AWS API Gateway is fully managed but designed primarily for external APIs. For internal east-west traffic, the HTTP API type works at $1/million requests. The main limitation is that it adds 10-30ms latency per call, which compounds in deep service call chains.
Rate Limiting and Circuit Breaking
Rate limiting at the gateway is your first line of defense against cascading failures. Set per-service rate limits based on expected traffic patterns plus a 2-3x buffer. A payments service that handles 500 requests per second should be limited at 1,500 rps at the gateway. Anything above that gets a 429 response before it reaches the service.
Circuit breaking works alongside rate limiting. When a downstream service starts returning 500 errors, the gateway trips the circuit and returns a fallback response. This prevents one unhealthy service from consuming all gateway resources and degrading other routes. Kong's circuit breaker plugin and Envoy's outlier detection both handle this.

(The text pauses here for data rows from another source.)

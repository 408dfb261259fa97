use anyhow::{Context, Result};
use regex::Regex;

use crate::model::DocumentRecord;
use crate::util::collapse_whitespace;

/// Tag names bounding a record block and its fields. The collections use
/// pseudo-markup, not well-formed XML, so matching is delimiter-bounded
/// and non-greedy: each opening tag pairs with the first closing tag that
/// follows it.
#[derive(Debug, Clone)]
pub struct ScanRules {
    pub record_tag: String,
    pub id_tag: String,
    pub body_tag: String,
}

impl Default for ScanRules {
    fn default() -> Self {
        Self {
            record_tag: "DOC".to_string(),
            id_tag: "DOCNO".to_string(),
            body_tag: "TEXT".to_string(),
        }
    }
}

#[derive(Debug, Clone, Default)]
pub struct ScanCounts {
    pub blocks_seen: usize,
    pub blocks_dropped_missing_id: usize,
    pub empty_bodies: usize,
}

#[derive(Debug)]
pub struct RecordScanner {
    block: Regex,
    id: Regex,
    body: Regex,
}

impl RecordScanner {
    pub fn new(rules: &ScanRules) -> Result<Self> {
        let record_tag = regex::escape(&rules.record_tag);
        let id_tag = regex::escape(&rules.id_tag);
        let body_tag = regex::escape(&rules.body_tag);

        Ok(Self {
            block: Regex::new(&format!(r"(?s)<{record_tag}>(.*?)</{record_tag}>"))
                .context("failed to compile record block regex")?,
            id: Regex::new(&format!(r"(?s)<{id_tag}>\s*(.*?)\s*</{id_tag}>"))
                .context("failed to compile record id regex")?,
            body: Regex::new(&format!(r"(?s)<{body_tag}>(.*?)</{body_tag}>"))
                .context("failed to compile record body regex")?,
        })
    }

    /// Emits one record per well-formed block. A block without an
    /// identifier is dropped and counted; a block without a body yields an
    /// empty body. Body whitespace runs, newlines included, are collapsed
    /// to single spaces before the record leaves the scanner.
    pub fn scan<F>(&self, text: &str, counts: &mut ScanCounts, mut emit: F) -> Result<()>
    where
        F: FnMut(DocumentRecord) -> Result<()>,
    {
        for captures in self.block.captures_iter(text) {
            counts.blocks_seen += 1;
            let block = captures.get(1).map(|m| m.as_str()).unwrap_or_default();

            let id = self
                .id
                .captures(block)
                .and_then(|c| c.get(1))
                .map(|m| collapse_whitespace(m.as_str()))
                .filter(|id| !id.is_empty());
            let Some(id) = id else {
                counts.blocks_dropped_missing_id += 1;
                continue;
            };

            let contents = self
                .body
                .captures(block)
                .and_then(|c| c.get(1))
                .map(|m| collapse_whitespace(m.as_str()))
                .unwrap_or_default();
            if contents.is_empty() {
                counts.empty_bodies += 1;
            }

            emit(DocumentRecord { id, contents })?;
        }

        Ok(())
    }
}
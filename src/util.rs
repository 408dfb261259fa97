use std::fs::{self, File};
use std::io;
use std::path::Path;

use anyhow::{Context, Result};
use chrono::{DateTime, SecondsFormat, Utc};
use serde::Serialize;
use sha2::{Digest, Sha256};

pub fn now_utc_string() -> String {
    Utc::now().to_rfc3339_opts(SecondsFormat::Secs, true)
}

pub fn utc_compact_string(ts: DateTime<Utc>) -> String {
    ts.format("%Y%m%dT%H%M%SZ").to_string()
}

pub fn ensure_directory(path: &Path) -> Result<()> {
    fs::create_dir_all(path)
        .with_context(|| format!("failed to create directory: {}", path.display()))
}

pub fn sha256_file(path: &Path) -> Result<String> {
    let mut file = File::open(path)
        .with_context(|| format!("failed to open file for hashing: {}", path.display()))?;

    let mut hasher = Sha256::new();
    io::copy(&mut file, &mut hasher)
        .with_context(|| format!("failed to read file for hashing: {}", path.display()))?;

    Ok(format!("{:x}", hasher.finalize()))
}

pub fn write_json_pretty<T: Serialize>(path: &Path, value: &T) -> Result<()> {
    if let Some(parent) = path.parent() {
        ensure_directory(parent)?;
    }

    let mut data = serde_json::to_vec_pretty(value)
        .with_context(|| format!("failed to serialize json: {}", path.display()))?;
    data.push(b'\n');

    fs::write(path, data).with_context(|| format!("failed to write json file: {}", path.display()))
}

/// Collapses every run of whitespace, newlines included, to a single space.
pub fn collapse_whitespace(input: &str) -> String {
    input.split_whitespace().collect::<Vec<&str>>().join(" ")
}

#[cfg(test)]
mod tests {
    use super::*;

    #[test]
    fn collapse_whitespace_flattens_newlines_and_tabs() {
        assert_eq!(
            collapse_whitespace("  a \n\n b\tc  \r\n d "),
            "a b c d"
        );
        assert_eq!(collapse_whitespace("\n \t "), "");
    }
}
use std::collections::{BTreeMap, BTreeSet};
use std::path::{Path, PathBuf};

use anyhow::{Result, bail};

use super::orchestrate::{
    ConfigStatus, CorpusVariant, QueryMaps, RunConfiguration, build_configurations,
    execute_configuration,
};
use crate::engine::{RankingModel, SearchEngine, SearchHit, SearchSession, TextNormalizer};
use crate::runfile::parse_run_file;
use crate::topics::QueryVariant;

#[derive(Debug, Default, Clone)]
struct FakeEngine {
    hits: BTreeMap<String, Vec<SearchHit>>,
    fail_queries: BTreeSet<String>,
    fail_open: bool,
    fail_configure: bool,
}

struct FakeSession {
    hits: BTreeMap<String, Vec<SearchHit>>,
    fail_queries: BTreeSet<String>,
    fail_configure: bool,
}

impl SearchEngine for FakeEngine {
    type Session = FakeSession;

    fn open_session(&self, _index_dir: &Path) -> Result<FakeSession> {
        if self.fail_open {
            bail!("index unavailable");
        }
        Ok(FakeSession {
            hits: self.hits.clone(),
            fail_queries: self.fail_queries.clone(),
            fail_configure: self.fail_configure,
        })
    }
}

impl SearchSession for FakeSession {
    fn configure_model(&mut self, _model: &RankingModel) -> Result<()> {
        if self.fail_configure {
            bail!("requested model missing from engine build");
        }
        Ok(())
    }

    fn search(&mut self, query: &str, k: usize) -> Result<Vec<SearchHit>> {
        if self.fail_queries.contains(query) {
            bail!("native runtime error");
        }
        Ok(self
            .hits
            .get(query)
            .cloned()
            .unwrap_or_default()
            .into_iter()
            .take(k)
            .collect())
    }
}

struct LowercaseNormalizer;

impl TextNormalizer for LowercaseNormalizer {
    fn normalize(&mut self, text: &str) -> Result<String> {
        Ok(text.to_ascii_lowercase())
    }
}

struct StopStrippingNormalizer;

impl TextNormalizer for StopStrippingNormalizer {
    fn normalize(&mut self, text: &str) -> Result<String> {
        Ok(text
            .split_whitespace()
            .filter(|word| !word.eq_ignore_ascii_case("the"))
            .map(|word| word.to_ascii_lowercase())
            .collect::<Vec<String>>()
            .join(" "))
    }
}

#[derive(Default)]
struct CountingNormalizer {
    calls: usize,
}

impl TextNormalizer for CountingNormalizer {
    fn normalize(&mut self, text: &str) -> Result<String> {
        self.calls += 1;
        Ok(text.to_ascii_lowercase())
    }
}

fn hit(doc_id: &str, score: f64) -> SearchHit {
    SearchHit {
        doc_id: Some(doc_id.to_string()),
        score: Some(score),
    }
}

fn config(corpus: CorpusVariant, variant: QueryVariant, model_name: &str) -> RunConfiguration {
    let (model, fallback) = RankingModel::resolve(model_name);
    let resolved_name = model.name();
    RunConfiguration {
        corpus,
        query_variant: variant,
        model,
        model_name: resolved_name,
        model_fallback: fallback,
        index_dir: PathBuf::from("index"),
    }
}

fn short_queries(pairs: &[(&str, &str)]) -> QueryMaps {
    let map: BTreeMap<String, String> = pairs
        .iter()
        .map(|(id, text)| (id.to_string(), text.to_string()))
        .collect();
    QueryMaps {
        short: map.clone(),
        long: map,
        short_normalized: None,
        long_normalized: None,
    }
}

#[test]
fn writes_run_file_with_increasing_ranks_and_deterministic_tag() {
    let dir = tempfile::tempdir().unwrap();
    let mut engine = FakeEngine::default();
    engine
        .hits
        .insert("alpha".to_string(), vec![hit("d1", 2.0), hit("d2", 1.5)]);

    let config = config(CorpusVariant::Raw, QueryVariant::Short, "bm25");
    let queries = short_queries(&[("Q1", "alpha")]);

    let execution = execute_configuration::<_, LowercaseNormalizer>(
        &engine,
        None,
        &config,
        &queries,
        10,
        dir.path(),
    )
    .unwrap();

    assert_eq!(execution.status, ConfigStatus::Completed);
    assert_eq!(execution.counts.entries_written, 2);

    let run_path = dir.path().join("run_raw_short_bm25.txt");
    assert_eq!(execution.run_path.as_deref(), Some(run_path.as_path()));

    let contents = std::fs::read_to_string(&run_path).unwrap();
    let lines: Vec<&str> = contents.lines().collect();
    assert_eq!(lines[0], "Q1 Q0 d1 1 2.000000 raw_short_bm25");
    assert_eq!(lines[1], "Q1 Q0 d2 2 1.500000 raw_short_bm25");
}

#[test]
fn rerunning_the_same_configuration_targets_the_same_path() {
    let dir = tempfile::tempdir().unwrap();
    let mut engine = FakeEngine::default();
    engine.hits.insert("alpha".to_string(), vec![hit("d1", 1.0)]);

    let config = config(CorpusVariant::Raw, QueryVariant::Long, "ql");
    let queries = short_queries(&[("Q1", "alpha")]);

    let first = execute_configuration::<_, LowercaseNormalizer>(
        &engine,
        None,
        &config,
        &queries,
        10,
        dir.path(),
    )
    .unwrap();
    let second = execute_configuration::<_, LowercaseNormalizer>(
        &engine,
        None,
        &config,
        &queries,
        10,
        dir.path(),
    )
    .unwrap();

    assert_eq!(config.run_tag(), "raw_long_ql");
    assert_eq!(first.run_path, second.run_path);

    let parsed = parse_run_file(first.run_path.as_deref().unwrap()).unwrap();
    assert_eq!(parsed.rankings["Q1"].len(), 1);
}

#[test]
fn hits_without_doc_id_or_score_are_dropped_and_counted() {
    let dir = tempfile::tempdir().unwrap();
    let mut engine = FakeEngine::default();
    engine.hits.insert(
        "alpha".to_string(),
        vec![
            hit("d1", 3.0),
            SearchHit {
                doc_id: None,
                score: Some(2.5),
            },
            SearchHit {
                doc_id: Some("d3".to_string()),
                score: None,
            },
            hit("d4", 2.0),
        ],
    );

    let config = config(CorpusVariant::Raw, QueryVariant::Short, "bm25");
    let queries = short_queries(&[("Q1", "alpha")]);

    let execution = execute_configuration::<_, LowercaseNormalizer>(
        &engine,
        None,
        &config,
        &queries,
        10,
        dir.path(),
    )
    .unwrap();

    assert_eq!(execution.counts.null_doc_hits, 1);
    assert_eq!(execution.counts.null_score_hits, 1);
    assert_eq!(execution.counts.entries_written, 2);

    let parsed = parse_run_file(execution.run_path.as_deref().unwrap()).unwrap();
    assert_eq!(
        parsed.rankings["Q1"],
        vec![("d1".to_string(), 3.0), ("d4".to_string(), 2.0)]
    );
}

#[test]
fn one_failing_query_leaves_the_other_queries_scored() {
    let dir = tempfile::tempdir().unwrap();
    let mut engine = FakeEngine::default();
    engine.hits.insert("alpha".to_string(), vec![hit("d1", 1.0)]);
    engine.hits.insert("gamma".to_string(), vec![hit("d2", 1.0)]);
    engine.fail_queries.insert("boom".to_string());

    let config = config(CorpusVariant::Raw, QueryVariant::Short, "bm25");
    let queries = short_queries(&[("Q1", "alpha"), ("Q2", "boom"), ("Q3", "gamma")]);

    let execution = execute_configuration::<_, LowercaseNormalizer>(
        &engine,
        None,
        &config,
        &queries,
        10,
        dir.path(),
    )
    .unwrap();

    assert_eq!(execution.status, ConfigStatus::Completed);
    assert_eq!(execution.counts.queries_total, 3);
    assert_eq!(execution.counts.query_failures, 1);
    assert_eq!(execution.counts.queries_searched, 2);

    let parsed = parse_run_file(execution.run_path.as_deref().unwrap()).unwrap();
    assert!(parsed.rankings.contains_key("Q1"));
    assert!(!parsed.rankings.contains_key("Q2"));
    assert!(parsed.rankings.contains_key("Q3"));
}

#[test]
fn queries_empty_after_normalization_are_skipped_not_errors() {
    let dir = tempfile::tempdir().unwrap();
    let mut engine = FakeEngine::default();
    engine
        .hits
        .insert("real query".to_string(), vec![hit("d1", 1.0)]);

    let config = config(CorpusVariant::Normalized, QueryVariant::Short, "bm25");
    let queries = short_queries(&[("Q1", "The THE"), ("Q2", "Real Query")]);
    let mut normalizer = StopStrippingNormalizer;

    let execution =
        execute_configuration(&engine, Some(&mut normalizer), &config, &queries, 10, dir.path())
            .unwrap();

    assert_eq!(execution.counts.queries_skipped_empty, 1);
    assert_eq!(execution.counts.queries_searched, 1);

    let parsed = parse_run_file(execution.run_path.as_deref().unwrap()).unwrap();
    assert!(parsed.rankings.contains_key("Q2"));
}

#[test]
fn pre_normalized_queries_are_not_normalized_twice() {
    let dir = tempfile::tempdir().unwrap();
    let mut engine = FakeEngine::default();
    engine.hits.insert("already".to_string(), vec![hit("d1", 1.0)]);

    let config = config(CorpusVariant::Normalized, QueryVariant::Short, "bm25");
    let mut queries = short_queries(&[("Q1", "ALREADY")]);
    queries.short_normalized = Some(
        [("Q1".to_string(), "already".to_string())]
            .into_iter()
            .collect(),
    );

    let mut normalizer = CountingNormalizer::default();
    let execution =
        execute_configuration(&engine, Some(&mut normalizer), &config, &queries, 10, dir.path())
            .unwrap();

    assert_eq!(normalizer.calls, 0);
    assert_eq!(execution.counts.entries_written, 1);
}

#[test]
fn raw_corpus_configurations_search_raw_query_text() {
    let dir = tempfile::tempdir().unwrap();
    let mut engine = FakeEngine::default();
    engine.hits.insert("Mixed Case".to_string(), vec![hit("d1", 1.0)]);

    let config = config(CorpusVariant::Raw, QueryVariant::Short, "bm25");
    let queries = short_queries(&[("Q1", "Mixed Case")]);

    let mut normalizer = CountingNormalizer::default();
    let execution =
        execute_configuration(&engine, Some(&mut normalizer), &config, &queries, 10, dir.path())
            .unwrap();

    assert_eq!(normalizer.calls, 0);
    assert_eq!(execution.counts.entries_written, 1);
}

#[test]
fn failed_model_configuration_is_contained_to_one_configuration() {
    let dir = tempfile::tempdir().unwrap();
    let broken = FakeEngine {
        fail_configure: true,
        ..FakeEngine::default()
    };
    let mut working = FakeEngine::default();
    working.hits.insert("alpha".to_string(), vec![hit("d1", 1.0)]);

    let config_a = config(CorpusVariant::Raw, QueryVariant::Short, "ql-rm3");
    let config_b = config(CorpusVariant::Raw, QueryVariant::Short, "bm25");
    let queries = short_queries(&[("Q1", "alpha")]);

    let failed = execute_configuration::<_, LowercaseNormalizer>(
        &broken,
        None,
        &config_a,
        &queries,
        10,
        dir.path(),
    )
    .unwrap();
    assert!(matches!(
        failed.status,
        ConfigStatus::Failed {
            stage: "model_configure",
            ..
        }
    ));
    assert!(failed.run_path.is_none());

    let completed = execute_configuration::<_, LowercaseNormalizer>(
        &working,
        None,
        &config_b,
        &queries,
        10,
        dir.path(),
    )
    .unwrap();
    assert_eq!(completed.status, ConfigStatus::Completed);
}

#[test]
fn failed_session_open_reports_the_engine_open_stage() {
    let dir = tempfile::tempdir().unwrap();
    let engine = FakeEngine {
        fail_open: true,
        ..FakeEngine::default()
    };

    let config = config(CorpusVariant::Raw, QueryVariant::Short, "bm25");
    let queries = short_queries(&[("Q1", "alpha")]);

    let execution = execute_configuration::<_, LowercaseNormalizer>(
        &engine,
        None,
        &config,
        &queries,
        10,
        dir.path(),
    )
    .unwrap();

    assert!(matches!(
        execution.status,
        ConfigStatus::Failed {
            stage: "engine_open",
            ..
        }
    ));
}

#[test]
fn zero_entries_surface_a_no_results_outcome() {
    let dir = tempfile::tempdir().unwrap();
    let engine = FakeEngine::default();

    let config = config(CorpusVariant::Raw, QueryVariant::Short, "bm25");
    let queries = short_queries(&[("Q1", "alpha")]);

    let execution = execute_configuration::<_, LowercaseNormalizer>(
        &engine,
        None,
        &config,
        &queries,
        10,
        dir.path(),
    )
    .unwrap();

    assert_eq!(execution.status, ConfigStatus::NoResults);

    let run_path = execution.run_path.unwrap();
    assert!(run_path.exists());
    assert_eq!(std::fs::read_to_string(run_path).unwrap(), "");
}

#[test]
fn build_configurations_crosses_variants_queries_and_models() {
    let raw = PathBuf::from("raw-index");
    let norm = PathBuf::from("norm-index");
    let models: Vec<String> = ["bm25", "ql", "tfidf", "bm25-rm3", "ql-rm3"]
        .into_iter()
        .map(str::to_string)
        .collect();

    let (configurations, fallbacks) = build_configurations(&raw, Some(&norm), &models);
    assert_eq!(configurations.len(), 20);
    assert_eq!(fallbacks, 0);

    let tags: BTreeSet<String> = configurations.iter().map(|c| c.run_tag()).collect();
    assert_eq!(tags.len(), 20);
    assert!(tags.contains("norm_long_bm25-rm3"));
}

#[test]
fn fallback_models_never_duplicate_a_run_tag() {
    let raw = PathBuf::from("raw-index");
    let models: Vec<String> = ["bm25", "mystery-model"]
        .into_iter()
        .map(str::to_string)
        .collect();

    let (configurations, fallbacks) = build_configurations(&raw, None, &models);
    assert_eq!(fallbacks, 2);
    assert_eq!(configurations.len(), 2);
    assert!(configurations.iter().all(|c| c.model_name == "bm25"));
}

#[test]
fn normalizer_contract_is_idempotent() {
    let mut normalizer = StopStrippingNormalizer;
    let once = normalizer.normalize("The Quick The Brown Fox").unwrap();
    let twice = normalizer.normalize(&once).unwrap();
    assert_eq!(once, twice);

    let mut lowercase = LowercaseNormalizer;
    let once = lowercase.normalize("MiXeD CaSe").unwrap();
    let twice = lowercase.normalize(&once).unwrap();
    assert_eq!(once, twice);
}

Developer Portal Integration
The gateway becomes a platform product when you add a developer portal. Teams should be able to browse available internal APIs, read documentation, generate API keys, and test endpoints without asking another team. Kong Developer Portal and Backstage both support this pattern.
The portal should show real-time metrics: request volume, error rates, and latency percentiles for each API. When a team sees their API getting 10,000 requests per minute from a single consumer, they can address it proactively instead of discovering it during an outage.
API Lifecycle Management
Internal APIs need versioning just like external ones. The gateway makes this easy. Route /v1/users to the old service and /v2/users to the new service. Run both simultaneously until all consumers migrate. The gateway tracks which consumers still call v1, making deprecation a data-driven decision.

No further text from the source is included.